According to the scientists, the collision between early Earth and Theia was a brutal one, and while the latter was destroyed by the impact, much of its remnants -- together with some debris from Earth -- eventually came together and led to the formation of the moon. The latest findings are expected to help scientists better understand the moon’s origin.

“We can now be reasonably sure that the giant collision took place,” Daniel Herwartz, a geochemist at the University of Cologne in Germany and the study’s lead author, said in a statement, obtained by the Christian Science Monitor.

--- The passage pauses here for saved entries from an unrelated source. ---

//! UseCase: 接続管理（再接続とリフレッシュ連携）
//!
//! Owns the single realtime link of a session. A supervisor task opens the link,
//! forwards what it reports as [`LinkSignal`]s, and decides what happens when it
//! goes down:
//!
//! - peer/network closure: bounded automatic retry, then terminal `Disconnected`
//! - authentication failure: `AuthFailed`, hand over to the refresh coordinator, and
//!   retry once with the new token; never retry with the stale one
//! - explicit `disconnect()`: stop, no retry

use std::{
    sync::{Arc, Mutex, PoisonError},
    time::Duration,
};

use tokio::{
    sync::{Mutex as AsyncMutex, mpsc, watch},
    task::JoinHandle,
};

use crate::domain::{
    AccessToken, AuthError, ConnectionState, Credential, CredentialStore, DisconnectReason,
    InboundEvent, RoomCommand, RoomCommandSink, Transport, TransportError, TransportLink,
    TransportSignal, is_auth_failure,
};

use super::auth_refresh::AuthRefreshCoordinator;

/// Bounded automatic reconnection
#[derive(Debug, Clone, Copy, PartialEq, Eq)]
pub struct ReconnectPolicy {
    pub max_attempts: u32,
    pub delay: Duration,
}

impl Default for ReconnectPolicy {
    fn default() -> Self {
        Self {
            max_attempts: 3,
            delay: Duration::from_secs(1),
        }
    }
}

/// Ordered link lifecycle and traffic, consumed by the session driver
#[derive(Debug, Clone, PartialEq, Eq)]
pub enum LinkSignal {
    Up,
    Down(DisconnectReason),
    Event(InboundEvent),
    /// Refresh failed or the refreshed token was rejected too
    AuthLost,
}

enum LinkEnd {
    Closed(DisconnectReason),
    Error(String),
}

enum Failure {
    Auth(String),
    Recoverable(String),
}

struct Shared {
    transport: Arc<dyn Transport>,
    refresher: Arc<AuthRefreshCoordinator>,
    credentials: Arc<dyn CredentialStore>,
    policy: ReconnectPolicy,
    state: watch::Sender<ConnectionState>,
    outbound: Mutex<Option<mpsc::UnboundedSender<RoomCommand>>>,
    signals: mpsc::UnboundedSender<LinkSignal>,
}

/// Connection Manager
pub struct ConnectionManager {
    shared: Arc<Shared>,
    supervisor: AsyncMutex<Option<JoinHandle<()>>>,
}

impl ConnectionManager {
    pub fn new(
        transport: Arc<dyn Transport>,
        refresher: Arc<AuthRefreshCoordinator>,
        credentials: Arc<dyn CredentialStore>,
        policy: ReconnectPolicy,
        signals: mpsc::UnboundedSender<LinkSignal>,
    ) -> Self {
        let (state, _) = watch::channel(ConnectionState::Disconnected);
        Self {
            shared: Arc::new(Shared {
                transport,
                refresher,
                credentials,
                policy,
                state,
                outbound: Mutex::new(None),
                signals,
            }),
            supervisor: AsyncMutex::new(None),
        }
    }

    /// Open the link with `credential`, replacing any existing one.
    ///
    /// # Returns
    ///
    /// A stream of [`ConnectionState`] transitions
    pub async fn connect(&self, credential: Credential) -> watch::Receiver<ConnectionState> {
        let mut supervisor = self.supervisor.lock().await;
        if let Some(previous) = supervisor.take() {
            tracing::debug!("Tearing down existing connection before reconnecting");
            self.stop_supervisor(previous).await;
        }

        let shared = self.shared.clone();
        *supervisor = Some(tokio::spawn(async move {
            shared.supervise(credential.access_token).await;
        }));
        self.shared.state.subscribe()
    }

    /// Close the link. No automatic retry follows.
    pub async fn disconnect(&self) {
        if let Some(handle) = self.supervisor.lock().await.take() {
            self.stop_supervisor(handle).await;
        }
        self.shared.set_state(ConnectionState::Disconnected);
    }

    /// Manual reconnect with whatever the credential store holds now.
    pub async fn reconnect(&self) -> Result<watch::Receiver<ConnectionState>, AuthError> {
        let Some(credential) = self.shared.credentials.load().await? else {
            self.shared.set_state(ConnectionState::AuthFailed);
            return Err(AuthError::AuthExpired);
        };
        tracing::info!("Manual reconnect requested");
        Ok(self.connect(credential).await)
    }

    pub fn state(&self) -> ConnectionState {
        *self.shared.state.borrow()
    }

    pub fn subscribe(&self) -> watch::Receiver<ConnectionState> {
        self.shared.state.subscribe()
    }

    async fn stop_supervisor(&self, handle: JoinHandle<()>) {
        handle.abort();
        // Wait so the aborted task cannot publish after this point.
        let _ = handle.await;
        if self.shared.install_outbound(None).is_some() {
            self.shared
                .signal(LinkSignal::Down(DisconnectReason::ClientClosed));
        }
    }
}

impl RoomCommandSink for ConnectionManager {
    fn is_connected(&self) -> bool {
        self.state().is_connected() && self.shared.has_outbound()
    }

    fn emit(&self, command: RoomCommand) -> Result<(), TransportError> {
        let outbound = self
            .shared
            .outbound
            .lock()
            .unwrap_or_else(PoisonError::into_inner);
        let Some(sender) = outbound.as_ref() else {
            return Err(TransportError::NotConnected);
        };
        tracing::debug!("Emitting '{}' for queue '{}'", command.name(), command.queue_id());
        sender
            .send(command)
            .map_err(|_| TransportError::NotConnected)
    }
}

impl Shared {
    async fn supervise(self: Arc<Self>, mut access_token: AccessToken) {
        let mut failures = 0u32;
        let mut refreshed = false;
        self.set_state(ConnectionState::Connecting);

        loop {
            let failure = match self.transport.open(&access_token).await {
                Ok(link) => {
                    failures = 0;
                    refreshed = false;
                    match self.run_link(link).await {
                        LinkEnd::Closed(reason) if reason.is_recoverable() => {
                            Failure::Recoverable(reason.to_string())
                        }
                        LinkEnd::Closed(reason) => {
                            tracing::info!("Connection {}", reason);
                            self.set_state(ConnectionState::Disconnected);
                            return;
                        }
                        LinkEnd::Error(message) if is_auth_failure(&message) => {
                            Failure::Auth(message)
                        }
                        LinkEnd::Error(message) => Failure::Recoverable(message),
                    }
                }
                Err(e) if e.is_auth_related() => Failure::Auth(e.to_string()),
                Err(e) => Failure::Recoverable(e.to_string()),
            };

            match failure {
                Failure::Auth(message) => {
                    self.set_state(ConnectionState::AuthFailed);
                    tracing::warn!("Connection rejected credentials: {}", message);
                    if refreshed {
                        tracing::error!("Refreshed credential was rejected as well, giving up");
                        self.signal(LinkSignal::AuthLost);
                        return;
                    }
                    match self.refresher.refresh().await {
                        Ok(token) => {
                            access_token = token;
                            refreshed = true;
                            self.set_state(ConnectionState::Connecting);
                        }
                        Err(e) => {
                            tracing::error!("Cannot recover connection credentials: {}", e);
                            self.signal(LinkSignal::AuthLost);
                            return;
                        }
                    }
                }
                Failure::Recoverable(message) => {
                    failures += 1;
                    if failures > self.policy.max_attempts {
                        tracing::error!(
                            "Failed to reconnect after {} attempts, manual reconnect required",
                            self.policy.max_attempts
                        );
                        self.set_state(ConnectionState::Disconnected);
                        return;
                    }

                    tracing::warn!("Connection lost: {}", message);
                    tracing::info!(
                        "Reconnecting in {:?}... (attempt {}/{})",
                        self.policy.delay,
                        failures,
                        self.policy.max_attempts
                    );
                    self.set_state(ConnectionState::Reconnecting);
                    tokio::time::sleep(self.policy.delay).await;

                    // Pick up a token rotated by the REST path in the meantime.
                    match self.credentials.load().await {
                        Ok(Some(credential)) => access_token = credential.access_token,
                        Ok(None) => {
                            tracing::warn!("Credentials were cleared while reconnecting");
                            self.set_state(ConnectionState::AuthFailed);
                            self.signal(LinkSignal::AuthLost);
                            return;
                        }
                        Err(e) => tracing::warn!("Keeping current token, store unreadable: {}", e),
                    }
                }
            }
        }
    }

    async fn run_link(&self, link: TransportLink) -> LinkEnd {
        let TransportLink {
            outbound,
            mut inbound,
        } = link;
        self.install_outbound(Some(outbound));
        self.set_state(ConnectionState::Connected);
        self.signal(LinkSignal::Up);

        let end = loop {
            match inbound.recv().await {
                Some(TransportSignal::Event(event)) => self.signal(LinkSignal::Event(event)),
                Some(TransportSignal::Error(message)) => break LinkEnd::Error(message),
                Some(TransportSignal::Closed(reason)) => break LinkEnd::Closed(reason),
                None => {
                    break LinkEnd::Closed(DisconnectReason::Network(
                        "transport stopped reporting".to_string(),
                    ));
                }
            }
        };

        // Dropping the sender closes the socket.
        self.install_outbound(None);
        let reason = match &end {
            LinkEnd::Closed(reason) => reason.clone(),
            LinkEnd::Error(message) => DisconnectReason::Network(message.clone()),
        };
        self.signal(LinkSignal::Down(reason));
        end
    }

    fn set_state(&self, next: ConnectionState) {
        let changed = self.state.send_if_modified(|current| {
            if *current == next {
                return false;
            }
            tracing::info!("Connection state {:?} -> {:?}", current, next);
            *current = next;
            true
        });
        if !changed {
            tracing::trace!("Connection state unchanged ({:?})", next);
        }
    }

    fn install_outbound(
        &self,
        sender: Option<mpsc::UnboundedSender<RoomCommand>>,
    ) -> Option<mpsc::UnboundedSender<RoomCommand>> {
        let mut outbound = self.outbound.lock().unwrap_or_else(PoisonError::into_inner);
        std::mem::replace(&mut *outbound, sender)
    }

    fn has_outbound(&self) -> bool {
        self.outbound
            .lock()
            .unwrap_or_else(PoisonError::into_inner)
            .is_some()
    }

    fn signal(&self, signal: LinkSignal) {
        if self.signals.send(signal).is_err() {
            tracing::debug!("Session driver is gone, dropping link signal");
        }
    }
}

Space rocks, or meteorites, from different parts of the solar system have different proportions of oxygen varieties, also called isotopes, according to the study. And, the computer models that recreated the giant galactic clash suggest that the moon should have a higher portion of Theia in its composition, and therefore a different isotope ratio than that of the Earth. But, researchers who previously studied the Apollo moon rocks had failed to find any significant difference in isotope ratios between Earth and the moon.

However, Herwartz and his team applied a new approach to look for differences in the ratio of two oxygen isotopes -- oxygen-17 and oxygen-16 -- between moon rocks and Earth rocks. The scientists extracted oxygen samples from all the moon rock samples and found that for every million oxygen-16 isotopes, the moon rocks had a dozen more oxygen-17 isotopes than rocks derived from Earth’s mantle.

This difference “supports the view that the Moon formed by a giant collision of the proto-Earth with [an impactor],” the scientists said in a statement, according to Science.

The new results suggest that remnants of Theia account for nearly 40 percent of the moon’s composition while the Earth is responsible for the rest, the scientists said, adding that Theia likely had a composition resembling a type of meteor called enstatite chondrites.

“Now that a difference has been found, many will work to confirm or deny it and do battle over what it means,” David Stevenson of the California Institute of Technology in Pasadena told Science.